The Romans were more arbitrary in their ideas than the Greeks, and much less inventive; they were neither as acute to demonstrate, nor as methodical to arrange the elements and results of knowledge. The literary medium of their theories was as declamatory as their notions were loose, and both their political and moral habits tended to obscure their dim conceptions of moral truth. The only redeeming quality amongst them, was national vigor, displayed mainly in warlike pursuits. From the first, the citizens of the Republic seem to have anticipated the attainment of universal empire, and they put forth endeavors commensurate with the presentiment they felt with regard to their destiny. Though unworthy to claim supremacy of esteem for any mental or philosophical enterprise of their own, it should be said to their credit, that they entertained a more vivid and enduring belief in the dignity and predetermined necessity of human advancement than was common to the Greeks. But national excellence in the realms of refined art and thought, was not to be expected while they assigned these pursuits chiefly to slaves.

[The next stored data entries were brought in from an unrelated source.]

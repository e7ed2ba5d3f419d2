//! issuedesk - terminal client for a REST issue tracker
//!
//! Lists, filters, creates, edits and deletes issues held by a remote
//! server. `issuedesk robot ...` prints the same data as JSON or HTML for
//! scripts.

mod alert;
mod app;
mod commands;
mod engine;
mod keys;
mod loading;
mod modal;
#[cfg(test)]
mod testing;
mod ui;
mod view;

use anyhow::{Context, Result};
use app::App;
use clap::{Args, Parser, Subcommand};
use crossterm::{
    event::{
        self, DisableMouseCapture, EnableMouseCapture, Event, KeyEventKind, MouseButton,
        MouseEventKind,
    },
    execute,
    terminal::{EnterAlternateScreen, LeaveAlternateScreen, disable_raw_mode, enable_raw_mode},
};
use issuedesk_client::ApiClient;
use issuedesk_core::Config;
use ratatui::{
    Terminal,
    backend::{Backend, CrosstermBackend},
};
use std::io;
use std::path::{Path, PathBuf};
use std::sync::Mutex;
use std::sync::mpsc::{Receiver, TryRecvError};
use std::time::{Duration, Instant};
use tracing_subscriber::EnvFilter;

#[derive(Parser)]
#[command(name = "issuedesk")]
#[command(about = "Terminal client for a REST issue tracker")]
#[command(version)]
struct Cli {
    /// Server base URL (overrides server_url from the config file)
    #[arg(short, long, env = "ISSUEDESK_SERVER")]
    server: Option<String>,

    /// Config file to use instead of the default location
    #[arg(short, long, env = "ISSUEDESK_CONFIG")]
    config: Option<PathBuf>,

    /// Write logs to this file while the UI is running
    #[arg(long)]
    log_file: Option<PathBuf>,

    #[command(subcommand)]
    command: Option<Commands>,
}

#[derive(Subcommand)]
enum Commands {
    /// Machine-readable output for scripts
    Robot {
        #[command(subcommand)]
        mode: RobotMode,
    },
    /// Show or edit configuration
    Config {
        #[command(subcommand)]
        command: Option<ConfigCommands>,
    },
}

#[derive(Subcommand)]
enum RobotMode {
    /// Filtered issues as JSON
    List(FilterArgs),
    /// Status counts as JSON
    Stats,
    /// Filtered issues as an HTML fragment
    Html(FilterArgs),
}

#[derive(Args)]
struct FilterArgs {
    /// open, in_progress, closed or all
    #[arg(long, default_value = "all")]
    status: String,

    /// low, medium, high or all
    #[arg(long, default_value = "all")]
    priority: String,

    /// Case-insensitive text to look for in title and description
    #[arg(long)]
    search: Option<String>,
}

#[derive(Subcommand)]
enum ConfigCommands {
    /// Show current configuration
    Show {
        #[arg(long)]
        json: bool,
    },
    /// Reset to default configuration
    Reset,
    /// Set a config value
    Set {
        /// Config key (e.g. "server_url", "ui.alert_timeout_secs")
        key: String,
        value: String,
    },
}

fn main() -> Result<()> {
    let cli = Cli::parse();

    let config_path = match cli.config.clone().or_else(Config::default_path) {
        Some(path) => path,
        None => anyhow::bail!("No config directory on this platform; pass --config"),
    };

    match cli.command {
        Some(Commands::Config { command }) => {
            let config = Config::load(&config_path)?;
            match command {
                Some(ConfigCommands::Show { json }) => commands::config_show(&config, json),
                Some(ConfigCommands::Reset) => commands::config_reset(&config_path),
                Some(ConfigCommands::Set { key, value }) => {
                    commands::config_set(&config_path, &key, &value)
                }
                None => commands::config_show(&config, false),
            }
        }
        Some(Commands::Robot { mode }) => {
            init_stderr_tracing();
            let config = load_config(&config_path, cli.server)?;
            run_robot_mode(&config, mode)
        }
        None => {
            let config = load_config(&config_path, cli.server)?;
            let log_file = cli.log_file.or_else(|| config.ui.log_file.clone());
            if let Some(path) = log_file.as_deref() {
                init_file_tracing(path)?;
            }
            run_tui(&config)
        }
    }
}

fn load_config(path: &Path, server: Option<String>) -> Result<Config> {
    let mut config = Config::load(path)
        .with_context(|| format!("Failed to load config from {}", path.display()))?;
    if let Some(server) = server {
        config.server_url = server;
    }
    Ok(config)
}

fn env_filter() -> EnvFilter {
    EnvFilter::try_from_env("RUST_LOG").unwrap_or_else(|_| EnvFilter::new("info"))
}

fn init_stderr_tracing() {
    tracing_subscriber::fmt()
        .with_env_filter(env_filter())
        .with_target(false)
        .with_writer(io::stderr)
        .init();
}

/// The terminal belongs to the UI, so logs only go to a file
fn init_file_tracing(path: &Path) -> Result<()> {
    let file = std::fs::File::create(path)
        .with_context(|| format!("Failed to create log file {}", path.display()))?;
    tracing_subscriber::fmt()
        .with_env_filter(env_filter())
        .with_writer(Mutex::new(file))
        .with_ansi(false)
        .init();
    Ok(())
}

fn run_robot_mode(config: &Config, mode: RobotMode) -> Result<()> {
    let client = ApiClient::from_config(config)?;
    let rt = tokio::runtime::Builder::new_current_thread()
        .enable_all()
        .build()
        .context("Failed to start async runtime")?;
    let mut out = io::stdout().lock();

    match mode {
        RobotMode::List(args) => {
            let filter =
                commands::build_filter(&args.status, &args.priority, args.search.as_deref())?;
            rt.block_on(commands::robot_list(&client, &filter, &mut out))
        }
        RobotMode::Stats => rt.block_on(commands::robot_stats(&client, &mut out)),
        RobotMode::Html(args) => {
            let filter =
                commands::build_filter(&args.status, &args.priority, args.search.as_deref())?;
            rt.block_on(commands::robot_html(&client, &filter, &mut out))
        }
    }
}

fn run_tui(config: &Config) -> Result<()> {
    let client = ApiClient::from_config(config)?;
    tracing::info!(url = %client.base_url(), "issuedesk starting");

    let (outcome_tx, outcome_rx) = std::sync::mpsc::channel();
    let engine = engine::start(client, outcome_tx)?;
    let mut app = App::new(engine, config.ui.alert_timeout());

    enable_raw_mode()?;
    let mut stdout = io::stdout();
    execute!(stdout, EnterAlternateScreen, EnableMouseCapture)?;
    let backend = CrosstermBackend::new(stdout);
    let mut terminal = Terminal::new(backend)?;

    let res = run_app(&mut terminal, &mut app, &outcome_rx, config.ui.tick_rate());

    disable_raw_mode()?;
    execute!(
        terminal.backend_mut(),
        LeaveAlternateScreen,
        DisableMouseCapture
    )?;
    terminal.show_cursor()?;

    if let Err(err) = res {
        tracing::error!(error = ?err, "issuedesk exited with an error");
        eprintln!("{:?}", err);
    }

    Ok(())
}

fn run_app<B: Backend>(
    terminal: &mut Terminal<B>,
    app: &mut App,
    outcomes: &Receiver<engine::Outcome>,
    tick_rate: Duration,
) -> Result<()> {
    app.start();
    let mut engine_alive = true;
    let mut last_tick = Instant::now();

    loop {
        terminal.draw(|f| ui::draw(f, app))?;

        let timeout = tick_rate
            .checked_sub(last_tick.elapsed())
            .unwrap_or_else(|| Duration::from_secs(0));

        if event::poll(timeout)? {
            match event::read()? {
                Event::Key(key) if key.kind == KeyEventKind::Press => {
                    if app.handle_key(keys::parse_key_action(key)) {
                        return Ok(());
                    }
                }
                Event::Mouse(mouse) if mouse.kind == MouseEventKind::Down(MouseButton::Left) => {
                    app.handle_click(mouse.column, mouse.row);
                }
                _ => {}
            }
        }

        loop {
            match outcomes.try_recv() {
                Ok(outcome) => app.apply_outcome(outcome),
                Err(TryRecvError::Empty) => break,
                Err(TryRecvError::Disconnected) => {
                    if engine_alive {
                        app.engine_stopped();
                        engine_alive = false;
                    }
                    break;
                }
            }
        }

        if last_tick.elapsed() >= tick_rate {
            app.on_tick(Instant::now());
            last_tick = Instant::now();
        }
    }
}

Virgil made one of his a poet; and Horace himself, like several inferior authors, was the son of a freedman. Leading philosophers and coarsest buffoons, the preceptor who taught, and the physician who healed, the architect who built, and the undertaker who buried, were all vassals. It has been said by the most valid authority, that not an avocation, connected with agriculture, manufactures, or education, can be named, but it was the patrimony of slaves.